Search code examples
rplotlypredictgamrandom-effects

How to predict gam model with random effect in R?


I am working on predicting gam model with random effect to produce 3D surface plot by plot_ly.

Here is my code;

x <- runif(100)
y <- runif(100)
z <- x^2 + y + rnorm(100)
r <- rep(1,times=100) # random effect
r[51:100] <- 2 # replace 1 into 2, making two groups
df <- data.frame(x, y, z, r)

gam_fit <- gam(z ~ s(x) + s(y) + s(r,bs="re"), data = df) # fit

#create matrix data for `add_surface` function in `plot_ly`
newx <- seq(0, 1, len=20)
newy <- seq(0, 1, len=30)
newxy <- expand.grid(x = newx, y = newy)
z <- matrix(predict(gam_fit, newdata = newxy), 20, 30) # predict data as matrix

However, the last line results in error;

Error in model.frame.default(ff, data = newdata, na.action = na.act) : 
   variable lengths differ (found for 'r')
In addition: Warning message:
In predict.gam(gam_fit, newdata = newxy) :
  not all required variables have been supplied in  newdata!

Thanks to the previous answer, I am sure that above codes work without random effect, as in here.

How can I predict gam models with random effect?


Solution

  • Assuming you want the surface conditional upon the random effects (but not for a specific level of the random effect), there are two ways.

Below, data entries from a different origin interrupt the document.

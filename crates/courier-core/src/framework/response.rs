//! Per-match response objects.
//!
//! A [`Response`] is constructed for every dispatched match and discarded
//! when the callback completes. It carries the matched message, the capture
//! groups, and the envelope, and exposes the outbound operations that
//! delegate to the adapter after running the response middleware chain.

use std::sync::Arc;

use tracing::debug;

use crate::foundation::error::{DispatchError, DispatchResult};
use crate::foundation::message::{Envelope, Message};
use crate::framework::listener::MatchResult;
use crate::framework::middleware::{Flow, MiddlewareChain, ResponseContext, SendMethod};
use crate::integration::adapter::BoxedAdapter;
use crate::integration::errors::{ErrorChannel, ErrorContext};

/// Ephemeral handle for responding to one matched message.
pub struct Response {
    message: Message,
    captures: MatchResult,
    envelope: Envelope,
    adapter: Option<BoxedAdapter>,
    response_chain: Arc<MiddlewareChain<ResponseContext>>,
    errors: ErrorChannel,
}

impl Response {
    pub(crate) fn new(
        message: Message,
        captures: MatchResult,
        adapter: Option<BoxedAdapter>,
        response_chain: Arc<MiddlewareChain<ResponseContext>>,
        errors: ErrorChannel,
    ) -> Self {
        let envelope = message.envelope();
        Self {
            message,
            captures,
            envelope,
            adapter,
            response_chain,
            errors,
        }
    }

    /// The matched message.
    pub fn message(&self) -> &Message {
        &self.message
    }

    /// All capture groups from the match.
    pub fn captures(&self) -> &MatchResult {
        &self.captures
    }

    /// Capture group `index`, if it participated in the match.
    pub fn matched(&self, index: usize) -> Option<&str> {
        self.captures.get(index)
    }

    /// Where a response will be addressed.
    pub fn envelope(&self) -> &Envelope {
        &self.envelope
    }

    /// Sends payloads to the message's room.
    pub async fn send(&self, payloads: &[&str]) -> DispatchResult<()> {
        self.transmit(SendMethod::Send, to_owned_payloads(payloads))
            .await
    }

    /// Replies to the message's user. The adapter prefixes an `@`-mention
    /// unless the room is a direct-message room.
    pub async fn reply(&self, payloads: &[&str]) -> DispatchResult<()> {
        self.transmit(SendMethod::Reply, to_owned_payloads(payloads))
            .await
    }

    /// Sets the room topic.
    pub async fn set_topic(&self, topic: &str) -> DispatchResult<()> {
        self.transmit(SendMethod::Topic, vec![topic.to_owned()])
            .await
    }

    /// Runs the response chain, then hands the transmission to the adapter.
    ///
    /// A chain halt (or stage error, treated as one) suppresses this
    /// transmission only and is not surfaced to the caller. Transport
    /// failures are logged and reported, never retried.
    async fn transmit(&self, method: SendMethod, payloads: Vec<String>) -> DispatchResult<()> {
        let context = ErrorContext::for_message(&self.message.id, &self.message.room);

        if self.envelope.is_undeliverable() {
            let err = DispatchError::NoRoom {
                message_id: self.message.id.clone(),
            };
            self.errors.report(&err, context);
            return Err(err);
        }

        let Some(adapter) = self.adapter.as_ref() else {
            let err = DispatchError::NoAdapter;
            self.errors.report(&err, context);
            return Err(err);
        };

        let ctx = ResponseContext {
            envelope: self.envelope.clone(),
            method,
            payloads,
        };
        let ctx = match self.response_chain.run(ctx).await {
            Ok(Flow::Continue(ctx)) => ctx,
            Ok(Flow::Halt) => {
                debug!(message_id = %self.message.id, ?method, "transmission suppressed by response middleware");
                return Ok(());
            }
            Err(e) => {
                self.errors.report(
                    DispatchError::Middleware {
                        chain: "response",
                        detail: e.to_string(),
                    },
                    context,
                );
                return Ok(());
            }
        };

        let result = match ctx.method {
            SendMethod::Send => adapter.send(&ctx.envelope, &ctx.payloads).await,
            SendMethod::Reply => adapter.reply(&ctx.envelope, &ctx.payloads).await,
            SendMethod::Topic => {
                let topic = ctx.payloads.first().map(String::as_str).unwrap_or("");
                adapter.set_topic(&ctx.envelope, topic).await
            }
        };

        result.map_err(|e| {
            let err = DispatchError::Send(e.to_string());
            self.errors.report(&err, context);
            err
        })
    }
}

fn to_owned_payloads(payloads: &[&str]) -> Vec<String> {
    payloads.iter().map(|p| (*p).to_owned()).collect()
}

#[cfg(test)]
mod tests {
    use super::*;
    use crate::foundation::error::AdapterResult;
    use crate::foundation::message::{MessageKind, User};
    use crate::framework::middleware::middleware_fn;
    use crate::integration::adapter::Adapter;
    use async_trait::async_trait;
    use parking_lot::Mutex;

    #[derive(Default)]
    struct RecordingAdapter {
        sent: Mutex<Vec<(String, Vec<String>)>>,
        topics: Mutex<Vec<(String, String)>>,
    }

    #[async_trait]
    impl Adapter for RecordingAdapter {
        fn name(&self) -> &str {
            "recording"
        }

        async fn send(&self, envelope: &Envelope, payloads: &[String]) -> AdapterResult<()> {
            self.sent
                .lock()
                .push((envelope.room.clone(), payloads.to_vec()));
            Ok(())
        }

        async fn set_topic(&self, envelope: &Envelope, topic: &str) -> AdapterResult<()> {
            self.topics
                .lock()
                .push((envelope.room.clone(), topic.to_owned()));
            Ok(())
        }

        fn is_direct_room(&self, room: &str) -> bool {
            room.starts_with('D')
        }

        async fn close(&self) {}
    }

    fn response_for(room: &str, adapter: Arc<RecordingAdapter>) -> Response {
        response_with_chain(room, adapter, MiddlewareChain::new("response"))
    }

    fn response_with_chain(
        room: &str,
        adapter: Arc<RecordingAdapter>,
        chain: MiddlewareChain<ResponseContext>,
    ) -> Response {
        let message = Message::text("1", User::new("U1", "alice"), room, "hello");
        Response::new(
            message,
            MatchResult::default(),
            Some(adapter),
            Arc::new(chain),
            ErrorChannel::new(8),
        )
    }

    #[tokio::test]
    async fn send_delivers_to_room() {
        let adapter = Arc::new(RecordingAdapter::default());
        let res = response_for("C1", Arc::clone(&adapter));

        res.send(&["hi there"]).await.unwrap();

        let sent = adapter.sent.lock();
        assert_eq!(sent.as_slice(), &[("C1".into(), vec!["hi there".into()])]);
    }

    #[tokio::test]
    async fn reply_prefixes_mention_in_channels_only() {
        let adapter = Arc::new(RecordingAdapter::default());
        let res = response_for("C1", Arc::clone(&adapter));
        res.reply(&["on it"]).await.unwrap();

        let dm = response_for("D1", Arc::clone(&adapter));
        dm.reply(&["on it"]).await.unwrap();

        let sent = adapter.sent.lock();
        assert_eq!(sent[0].1, vec!["@alice on it".to_string()]);
        assert_eq!(sent[1].1, vec!["on it".to_string()]);
    }

    #[tokio::test]
    async fn set_topic_reaches_adapter() {
        let adapter = Arc::new(RecordingAdapter::default());
        let res = response_for("C1", Arc::clone(&adapter));
        res.set_topic("standup at ten").await.unwrap();
        assert_eq!(
            adapter.topics.lock().as_slice(),
            &[("C1".into(), "standup at ten".into())]
        );
    }

    #[tokio::test]
    async fn response_middleware_can_rewrite_and_suppress() {
        let adapter = Arc::new(RecordingAdapter::default());

        let mut chain = MiddlewareChain::new("response");
        chain.register(middleware_fn(|mut ctx: ResponseContext| async move {
            if ctx.payloads.iter().any(|p| p.contains("secret")) {
                return Ok(Flow::Halt);
            }
            for p in &mut ctx.payloads {
                p.push('!');
            }
            Ok(Flow::Continue(ctx))
        }));
        let res = response_with_chain("C1", Arc::clone(&adapter), chain);

        res.send(&["the secret plan"]).await.unwrap();
        res.send(&["hello"]).await.unwrap();

        let sent = adapter.sent.lock();
        assert_eq!(sent.len(), 1);
        assert_eq!(sent[0].1, vec!["hello!".to_string()]);
    }

    #[tokio::test]
    async fn empty_room_is_rejected_and_reported() {
        let adapter = Arc::new(RecordingAdapter::default());
        let errors = ErrorChannel::new(8);
        let mut error_rx = errors.subscribe();

        let message = Message::with_kind(
            "9",
            User::partial("U2"),
            "",
            MessageKind::FileShared {
                file_id: "F1".into(),
            },
        );
        let res = Response::new(
            message,
            MatchResult::default(),
            Some(Arc::clone(&adapter) as BoxedAdapter),
            Arc::new(MiddlewareChain::new("response")),
            errors,
        );

        assert!(matches!(
            res.send(&["nowhere"]).await,
            Err(DispatchError::NoRoom { .. })
        ));
        assert!(adapter.sent.lock().is_empty());
        assert_eq!(error_rx.recv().await.unwrap().context.message_id.as_deref(), Some("9"));
    }
}
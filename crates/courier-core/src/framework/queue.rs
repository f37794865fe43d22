//! Command queue between event sources and the dispatcher.
//!
//! Adapters enqueue canonical messages through a [`QueueHandle`]; the
//! dispatch loop drains the queue on a periodic tick or when an explicit
//! drain signal fires. The queue's sole ordering invariant is FIFO: items
//! are dequeued in arrival order and each item is handed out at most once.
//!
//! The queue is bounded only by memory. Exceeding the configured soft limit
//! logs a warning but never drops or blocks.

use std::collections::VecDeque;
use std::sync::Arc;
use std::sync::atomic::{AtomicBool, Ordering};

use parking_lot::Mutex;
use tokio::sync::Notify;
use tracing::{debug, warn};

use crate::foundation::message::Message;

/// A queued item: the canonical message plus the identity of the connection
/// that produced it.
#[derive(Debug, Clone)]
pub struct QueuedMessage {
    /// Identity of the producing connection (adapter name or connection id).
    pub source: String,
    /// The normalized message.
    pub message: Message,
}

/// FIFO buffer decoupling event arrival from dispatch.
pub struct CommandQueue {
    items: Mutex<VecDeque<QueuedMessage>>,
    soft_limit: usize,
    drain: Notify,
}

impl CommandQueue {
    /// Creates a queue with the given soft limit.
    pub fn new(soft_limit: usize) -> Arc<Self> {
        Arc::new(Self {
            items: Mutex::new(VecDeque::new()),
            soft_limit,
            drain: Notify::new(),
        })
    }

    /// Creates a producer handle for the given source.
    ///
    /// Clones of a handle share one closed flag, so closing the connection
    /// that owns the handle stops every producer path for that source while
    /// leaving already-queued items to be dispatched normally.
    pub fn handle(self: &Arc<Self>, source: impl Into<String>) -> QueueHandle {
        QueueHandle {
            queue: Arc::clone(self),
            source: source.into(),
            closed: Arc::new(AtomicBool::new(false)),
        }
    }

    fn enqueue(&self, entry: QueuedMessage) {
        let depth = {
            let mut items = self.items.lock();
            items.push_back(entry);
            items.len()
        };
        if depth > self.soft_limit {
            warn!(
                depth,
                soft_limit = self.soft_limit,
                "command queue exceeds soft limit"
            );
        }
    }

    /// Removes and returns all currently queued items, in arrival order.
    ///
    /// The returned iterator is one-shot: items arriving after this call are
    /// only seen by a subsequent `dequeue_all`.
    pub fn dequeue_all(&self) -> std::collections::vec_deque::IntoIter<QueuedMessage> {
        std::mem::take(&mut *self.items.lock()).into_iter()
    }

    /// Signals the dispatcher to drain ahead of the periodic tick.
    pub fn drain_now(&self) {
        self.drain.notify_one();
    }

    /// Resolves when a drain signal has been issued.
    pub async fn drain_signalled(&self) {
        self.drain.notified().await;
    }

    /// Number of currently queued items.
    pub fn len(&self) -> usize {
        self.items.lock().len()
    }

    /// Returns true if nothing is queued.
    pub fn is_empty(&self) -> bool {
        self.items.lock().is_empty()
    }
}

/// Cloneable producer side of a [`CommandQueue`].
#[derive(Clone)]
pub struct QueueHandle {
    queue: Arc<CommandQueue>,
    source: String,
    closed: Arc<AtomicBool>,
}

impl QueueHandle {
    /// Appends a message to the queue tail. Never blocks.
    ///
    /// Returns false if this handle has been closed; the message is not
    /// enqueued in that case.
    pub fn enqueue(&self, message: Message) -> bool {
        if self.closed.load(Ordering::Acquire) {
            debug!(source = %self.source, message_id = %message.id, "enqueue after close, dropping");
            return false;
        }
        self.queue.enqueue(QueuedMessage {
            source: self.source.clone(),
            message,
        });
        true
    }

    /// Signals the dispatcher to drain ahead of the periodic tick.
    pub fn drain_now(&self) {
        self.queue.drain_now();
    }

    /// Stops further enqueues from this source. Already-queued items are
    /// still dispatched.
    pub fn close(&self) {
        self.closed.store(true, Ordering::Release);
    }

    /// Returns true if this handle has been closed.
    pub fn is_closed(&self) -> bool {
        self.closed.load(Ordering::Acquire)
    }

    /// The source identity this handle enqueues under.
    pub fn source(&self) -> &str {
        &self.source
    }
}

#[cfg(test)]
mod tests {
    use super::*;
    use crate::foundation::message::User;

    fn msg(id: &str) -> Message {
        Message::text(id, User::new("U1", "alice"), "C1", "hi")
    }

    #[test]
    fn dequeue_preserves_arrival_order() {
        let queue = CommandQueue::new(16);
        let handle = queue.handle("test");
        for i in 0..5 {
            assert!(handle.enqueue(msg(&i.to_string())));
        }

        let ids: Vec<String> = queue.dequeue_all().map(|e| e.message.id).collect();
        assert_eq!(ids, ["0", "1", "2", "3", "4"]);
        assert!(queue.is_empty());
    }

    #[test]
    fn dequeue_all_is_one_shot() {
        let queue = CommandQueue::new(16);
        let handle = queue.handle("test");
        handle.enqueue(msg("a"));

        let first: Vec<_> = queue.dequeue_all().collect();
        assert_eq!(first.len(), 1);
        assert_eq!(queue.dequeue_all().count(), 0);

        // New arrivals are visible to a fresh drain only.
        handle.enqueue(msg("b"));
        let second: Vec<_> = queue.dequeue_all().collect();
        assert_eq!(second[0].message.id, "b");
    }

    #[test]
    fn soft_limit_never_drops() {
        let queue = CommandQueue::new(2);
        let handle = queue.handle("test");
        for i in 0..10 {
            handle.enqueue(msg(&i.to_string()));
        }
        assert_eq!(queue.len(), 10);
    }

    #[test]
    fn closed_handle_rejects_new_items_but_keeps_queued_ones() {
        let queue = CommandQueue::new(16);
        let handle = queue.handle("test");
        handle.enqueue(msg("kept"));
        handle.close();
        assert!(!handle.enqueue(msg("dropped")));

        let ids: Vec<String> = queue.dequeue_all().map(|e| e.message.id).collect();
        assert_eq!(ids, ["kept"]);
    }

    #[tokio::test]
    async fn drain_signal_wakes_waiter() {
        let queue = CommandQueue::new(16);
        let handle = queue.handle("test");
        handle.drain_now();
        // The permit is stored, so an immediate wait resolves.
        queue.drain_signalled().await;
    }
}
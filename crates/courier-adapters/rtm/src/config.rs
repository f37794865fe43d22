//! Configuration types for the RTM adapter.
//!
//! The schema is loaded from the global `courier.toml` configuration file
//! (or built programmatically):
//!
//! ```toml
//! [adapter]
//! auto_reconnect = true
//! reconnect_delay_ms = 5000
//! cache_ttl_secs = 300
//! fetch_timeout_ms = 10000
//! page_limit = 200
//! ```

use std::time::Duration;

use serde::{Deserialize, Serialize};

/// RTM adapter configuration.
#[derive(Debug, Clone, Serialize, Deserialize)]
#[serde(default)]
pub struct RtmConfig {
    /// Whether to reconnect after the platform closes the stream.
    pub auto_reconnect: bool,

    /// Delay before a reconnect attempt, in milliseconds.
    pub reconnect_delay_ms: u64,

    /// Time-to-live of user and conversation cache entries, in seconds.
    pub cache_ttl_secs: u64,

    /// Timeout for a single enrichment fetch, in milliseconds.
    pub fetch_timeout_ms: u64,

    /// Page size requested from the user directory listing.
    pub page_limit: usize,
}

impl Default for RtmConfig {
    fn default() -> Self {
        Self {
            auto_reconnect: true,
            reconnect_delay_ms: 5000,
            cache_ttl_secs: 300,
            fetch_timeout_ms: 10000,
            page_limit: 200,
        }
    }
}

impl RtmConfig {
    /// The reconnect delay as a [`Duration`].
    pub fn reconnect_delay(&self) -> Duration {
        Duration::from_millis(self.reconnect_delay_ms)
    }

    /// The cache TTL as a [`Duration`].
    pub fn cache_ttl(&self) -> Duration {
        Duration::from_secs(self.cache_ttl_secs)
    }

    /// The enrichment fetch timeout as a [`Duration`].
    pub fn fetch_timeout(&self) -> Duration {
        Duration::from_millis(self.fetch_timeout_ms)
    }
}

#[cfg(test)]
mod tests {
    use super::*;

    #[test]
    fn defaults_fill_missing_fields() {
        let config: RtmConfig = serde_json::from_str(r#"{"auto_reconnect": false}"#).unwrap();
        assert!(!config.auto_reconnect);
        assert_eq!(config.reconnect_delay_ms, 5000);
        assert_eq!(config.cache_ttl(), Duration::from_secs(300));
        assert_eq!(config.fetch_timeout(), Duration::from_millis(10000));
        assert_eq!(config.page_limit, 200);
    }
}
//! Client seam between the adapter and the concrete wire protocol.
//!
//! The adapter is written against [`RtmClient`] so the streaming and HTTP
//! plumbing stays out of the dispatch path and tests can drive the adapter
//! with scripted clients.

use std::collections::HashMap;
use std::sync::Arc;

use async_trait::async_trait;
use serde::{Deserialize, Serialize};
use serde_json::Value;
use thiserror::Error;
use tokio::sync::mpsc;

use courier_core::User;

use crate::events::WireEvent;

/// Errors raised by a client operation.
#[derive(Debug, Clone, Error)]
pub enum ClientError {
    /// Establishing the event stream failed.
    #[error("connection failed: {0}")]
    Connect(String),

    /// The platform rejected or failed an API call.
    #[error("platform call failed: {0}")]
    Platform(String),

    /// An API call exceeded its deadline.
    #[error("platform call timed out")]
    Timeout,

    /// The requested entity does not exist.
    #[error("no such entity: {0}")]
    NotFound(String),
}

/// Result type for client operations.
pub type ClientResult<T> = Result<T, ClientError>;

/// Identity of the authenticated bot user, resolved during connect.
#[derive(Debug, Clone)]
pub struct BotIdentity {
    /// The bot's platform user id.
    pub user_id: String,
    /// The bot's display name.
    pub name: String,
}

/// One established streaming session.
pub struct RtmSession {
    /// The authenticated identity.
    pub identity: BotIdentity,
    /// Inbound event frames. Closed when the stream ends.
    pub events: mpsc::Receiver<WireEvent>,
}

/// Directory entry returned by user lookups and listings.
#[derive(Debug, Clone, Serialize, Deserialize)]
pub struct UserInfo {
    pub id: String,
    #[serde(default)]
    pub name: String,
    /// Profile fields carried through to [`User::attributes`].
    #[serde(default)]
    pub attributes: HashMap<String, Value>,
}

impl UserInfo {
    /// Converts to a canonical user attributed to `room`.
    pub fn into_user(self, room: &str) -> User {
        User {
            id: self.id,
            name: self.name,
            room: room.to_owned(),
            attributes: self.attributes,
        }
    }
}

/// Conversation metadata returned by [`RtmClient::fetch_conversation`].
#[derive(Debug, Clone, Serialize, Deserialize)]
pub struct ConversationInfo {
    pub id: String,
    #[serde(default)]
    pub name: String,
    /// True for direct-message conversations.
    #[serde(default)]
    pub is_im: bool,
    #[serde(default)]
    pub topic: Option<String>,
}

/// One page of the user directory.
#[derive(Debug, Clone, Default, Serialize, Deserialize)]
pub struct UserPage {
    pub members: Vec<UserInfo>,
    /// Cursor for the next page; absent or empty on the last page.
    #[serde(default)]
    pub next_cursor: Option<String>,
}

/// The wire-protocol surface the adapter depends on.
///
/// Concrete implementations own reconnecting transports and authentication;
/// everything here is a single logical call.
#[async_trait]
pub trait RtmClient: Send + Sync {
    /// Opens the event stream and resolves the bot identity.
    async fn connect(&self) -> ClientResult<RtmSession>;

    /// Looks up a single user.
    async fn fetch_user(&self, id: &str) -> ClientResult<UserInfo>;

    /// Resolves a bot integration id to the user it posts as.
    async fn fetch_bot(&self, bot_id: &str) -> ClientResult<UserInfo>;

    /// Looks up conversation metadata.
    async fn fetch_conversation(&self, id: &str) -> ClientResult<ConversationInfo>;

    /// Lists one page of the user directory.
    async fn list_users(&self, cursor: Option<&str>, limit: usize) -> ClientResult<UserPage>;

    /// Posts a message to a conversation.
    async fn post_message(&self, room: &str, text: &str) -> ClientResult<()>;

    /// Sets a conversation topic.
    async fn set_topic(&self, room: &str, topic: &str) -> ClientResult<()>;

    /// Subscribes to presence updates for the given users.
    async fn subscribe_presence(&self, user_ids: &[String]) -> ClientResult<()>;
}

/// A shared client trait object.
pub type BoxedClient = Arc<dyn RtmClient>;
//! Canonical message model for the Courier framework.
//!
//! Every inbound chat event, regardless of its source platform, is normalized
//! by an adapter into a [`Message`]. The message carries a platform-agnostic
//! envelope (id, user, room, optional text, timestamp) plus a [`MessageKind`]
//! variant with the event-specific payload. Listeners filter on the
//! [`MessageType`] discriminant and match against the message text.
//!
//! A deep class hierarchy of event subtypes maps here to a single tagged
//! union, so the matcher can branch exhaustively without downcasting.

use std::collections::HashMap;

use serde::{Deserialize, Serialize};
use serde_json::Value;

// ============================================================================
// User
// ============================================================================

/// A chat participant as seen by the dispatch core.
///
/// Identity is the `id` field. The `room` field is *not* a durable property
/// of the user: adapters overwrite it per event to reflect the conversation
/// the current event occurred in.
#[derive(Debug, Clone, PartialEq, Serialize, Deserialize)]
pub struct User {
    /// Platform-assigned stable identifier.
    pub id: String,
    /// Display name. May be empty when enrichment fell back to a partial user.
    #[serde(default)]
    pub name: String,
    /// The conversation the current event occurred in.
    #[serde(default)]
    pub room: String,
    /// Additional platform attributes (email, tz, profile fields, ...).
    #[serde(default)]
    pub attributes: HashMap<String, Value>,
}

impl User {
    /// Creates a user with the given id and name and no further attributes.
    pub fn new(id: impl Into<String>, name: impl Into<String>) -> Self {
        Self {
            id: id.into(),
            name: name.into(),
            room: String::new(),
            attributes: HashMap::new(),
        }
    }

    /// Creates a partial user carrying only an id.
    ///
    /// Used as the enrichment fallback when a platform lookup fails: dispatch
    /// proceeds with whatever identity information the raw event carried.
    pub fn partial(id: impl Into<String>) -> Self {
        Self::new(id, "")
    }

    /// Returns a copy attributed to the given room.
    pub fn in_room(mut self, room: impl Into<String>) -> Self {
        self.room = room.into();
        self
    }
}

// ============================================================================
// Message variants
// ============================================================================

/// Whether a reaction was added to or removed from an item.
#[derive(Debug, Clone, Copy, PartialEq, Eq, Serialize, Deserialize)]
#[serde(rename_all = "snake_case")]
pub enum ReactionChange {
    Added,
    Removed,
}

/// Presence state reported by a presence event.
#[derive(Debug, Clone, Copy, PartialEq, Eq, Serialize, Deserialize)]
#[serde(rename_all = "snake_case")]
pub enum PresenceState {
    Active,
    Away,
}

/// Event-specific payload of a [`Message`].
#[derive(Debug, Clone)]
pub enum MessageKind {
    /// An ordinary text message.
    Text,
    /// A user entered the room.
    Enter,
    /// A user left the room.
    Leave,
    /// The room topic changed.
    Topic {
        new_topic: String,
        previous_topic: Option<String>,
    },
    /// A reaction was added to or removed from an item.
    Reaction {
        change: ReactionChange,
        /// The reaction name (e.g. `thumbsup`).
        name: String,
        /// The raw item the reaction targets.
        item: Value,
        /// Author of the target item, when resolvable.
        item_user: Option<User>,
    },
    /// One or more users changed presence. Presence carries no single room.
    Presence {
        users: Vec<User>,
        state: PresenceState,
    },
    /// A file was shared.
    FileShared { file_id: String },
    /// Fallback wrapper dispatched to catch-all listeners when no ordinary
    /// listener matched the wrapped message.
    CatchAll { wrapped: Box<Message> },
}

/// Discriminant of [`MessageKind`], used by listeners to filter on event type
/// without inspecting the payload.
#[derive(Debug, Clone, Copy, PartialEq, Eq, Hash)]
pub enum MessageType {
    Text,
    Enter,
    Leave,
    Topic,
    Reaction,
    Presence,
    FileShared,
    CatchAll,
}

// ============================================================================
// Message
// ============================================================================

/// The platform-independent representation of a chat event.
///
/// Every message has a non-empty `room` attribution except where the source
/// event is platform-global (a reaction or file event on a non-conversation
/// item), in which case `room` is the empty string by convention. Empty-room
/// messages still flow through matching, but are undeliverable: a send
/// addressed to an empty room is rejected by the response layer.
#[derive(Debug, Clone)]
pub struct Message {
    /// Platform-assigned event identifier.
    pub id: String,
    /// The user the event is attributed to.
    pub user: User,
    /// Conversation id, or `""` for platform-global events.
    pub room: String,
    /// Text content, when the event carries any.
    pub text: Option<String>,
    /// The raw platform payload the message was normalized from.
    pub raw: Value,
    /// Platform-native timestamp.
    pub timestamp: String,
    /// Event-specific payload.
    pub kind: MessageKind,
}

impl Message {
    /// Creates a text message.
    pub fn text(
        id: impl Into<String>,
        user: User,
        room: impl Into<String>,
        text: impl Into<String>,
    ) -> Self {
        let room = room.into();
        Self {
            id: id.into(),
            user: user.in_room(room.clone()),
            room,
            text: Some(text.into()),
            raw: Value::Null,
            timestamp: String::new(),
            kind: MessageKind::Text,
        }
    }

    /// Creates a message with an explicit kind and no text.
    pub fn with_kind(
        id: impl Into<String>,
        user: User,
        room: impl Into<String>,
        kind: MessageKind,
    ) -> Self {
        let room = room.into();
        Self {
            id: id.into(),
            user: user.in_room(room.clone()),
            room,
            text: None,
            raw: Value::Null,
            timestamp: String::new(),
            kind,
        }
    }

    /// Attaches the raw platform payload.
    pub fn with_raw(mut self, raw: Value) -> Self {
        self.raw = raw;
        self
    }

    /// Attaches the platform-native timestamp.
    pub fn with_timestamp(mut self, ts: impl Into<String>) -> Self {
        self.timestamp = ts.into();
        self
    }

    /// Returns the discriminant of this message's kind.
    pub fn message_type(&self) -> MessageType {
        match self.kind {
            MessageKind::Text => MessageType::Text,
            MessageKind::Enter => MessageType::Enter,
            MessageKind::Leave => MessageType::Leave,
            MessageKind::Topic { .. } => MessageType::Topic,
            MessageKind::Reaction { .. } => MessageType::Reaction,
            MessageKind::Presence { .. } => MessageType::Presence,
            MessageKind::FileShared { .. } => MessageType::FileShared,
            MessageKind::CatchAll { .. } => MessageType::CatchAll,
        }
    }

    /// Returns the text content, or `""` for non-text events.
    pub fn text_or_empty(&self) -> &str {
        self.text.as_deref().unwrap_or("")
    }

    /// Wraps this message for dispatch to the catch-all chain.
    pub fn into_catch_all(self) -> Message {
        Message {
            id: self.id.clone(),
            user: self.user.clone(),
            room: self.room.clone(),
            text: self.text.clone(),
            raw: self.raw.clone(),
            timestamp: self.timestamp.clone(),
            kind: MessageKind::CatchAll {
                wrapped: Box::new(self),
            },
        }
    }

    /// Builds the envelope identifying where a response to this message goes.
    pub fn envelope(&self) -> Envelope {
        Envelope {
            room: self.room.clone(),
            user: self.user.clone(),
            message_id: self.id.clone(),
        }
    }
}

// ============================================================================
// Envelope
// ============================================================================

/// The room/user/message triple identifying where and to whom a response is
/// addressed.
#[derive(Debug, Clone)]
pub struct Envelope {
    /// Target conversation id.
    pub room: String,
    /// The user being responded to.
    pub user: User,
    /// Id of the message being responded to.
    pub message_id: String,
}

impl Envelope {
    /// Returns true if this envelope cannot be delivered (no room attribution).
    pub fn is_undeliverable(&self) -> bool {
        self.room.is_empty()
    }
}

#[cfg(test)]
mod tests {
    use super::*;

    #[test]
    fn text_message_attributes_user_to_room() {
        let msg = Message::text("1", User::new("U1", "alice"), "C1", "hello");
        assert_eq!(msg.room, "C1");
        assert_eq!(msg.user.room, "C1");
        assert_eq!(msg.text_or_empty(), "hello");
        assert_eq!(msg.message_type(), MessageType::Text);
    }

    #[test]
    fn catch_all_wraps_original() {
        let msg = Message::text("1", User::new("U1", "alice"), "C1", "hello");
        let wrapped = msg.into_catch_all();
        assert_eq!(wrapped.message_type(), MessageType::CatchAll);
        // Text and envelope survive the wrap so catch-all listeners can reply.
        assert_eq!(wrapped.text_or_empty(), "hello");
        assert_eq!(wrapped.envelope().room, "C1");
        match wrapped.kind {
            MessageKind::CatchAll { wrapped: inner } => {
                assert_eq!(inner.message_type(), MessageType::Text);
            }
            _ => panic!("expected catch-all"),
        }
    }

    #[test]
    fn empty_room_is_undeliverable() {
        let msg = Message::with_kind(
            "2",
            User::partial("U2"),
            "",
            MessageKind::FileShared {
                file_id: "F1".into(),
            },
        );
        assert!(msg.envelope().is_undeliverable());
    }
}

    The first is to provide a level for the random effect but exclude that term from the predicted values using the exclude argument to predict.gam(). The second is to again use exclude but this time to not provide any data for the random effect and instead stop predict.gam() from checking the newdata using the argument newdata.guaranteed = TRUE.

    Option 1:

    newxy1 <- with(df, expand.grid(x = newx, y = newy, r = 2))
    z1 <- predict(gam_fit, newdata = newxy1, exclude = 's(r)')
    z1 <- matrix(z1, 20, 30)
    

    Option 2:

    z2 <- predict(gam_fit, newdata = newxy, exclude = 's(r)',
                  newdata.guaranteed=TRUE)
    z2 <- matrix(z2, 20, 30)
    

    These produce the same result:

    > all.equal(z1, z2)
    [1] TRUE
    

    A couple of notes:

    1. Which you use will depend on how complex the rest of you model is. I would generally use the first option as it provides an extra check against me doing something stupid when creating the data. But in this instance, with a simple model and set of covariates it seems safe enough to trust that newdata is OK.

    2. Your example uses a random slope (was that intended?), not a random intercept as r is not a factor. If your real example uses a factor random effect then you'll need to be a little more careful when creating the newdata as you need to get the levels of the factor right. For example:

      expand.grid(x = newx, y = newy,
                  r = with(df, factor(2, levels = levels(r))))
      

      should get the right set-up for a factor r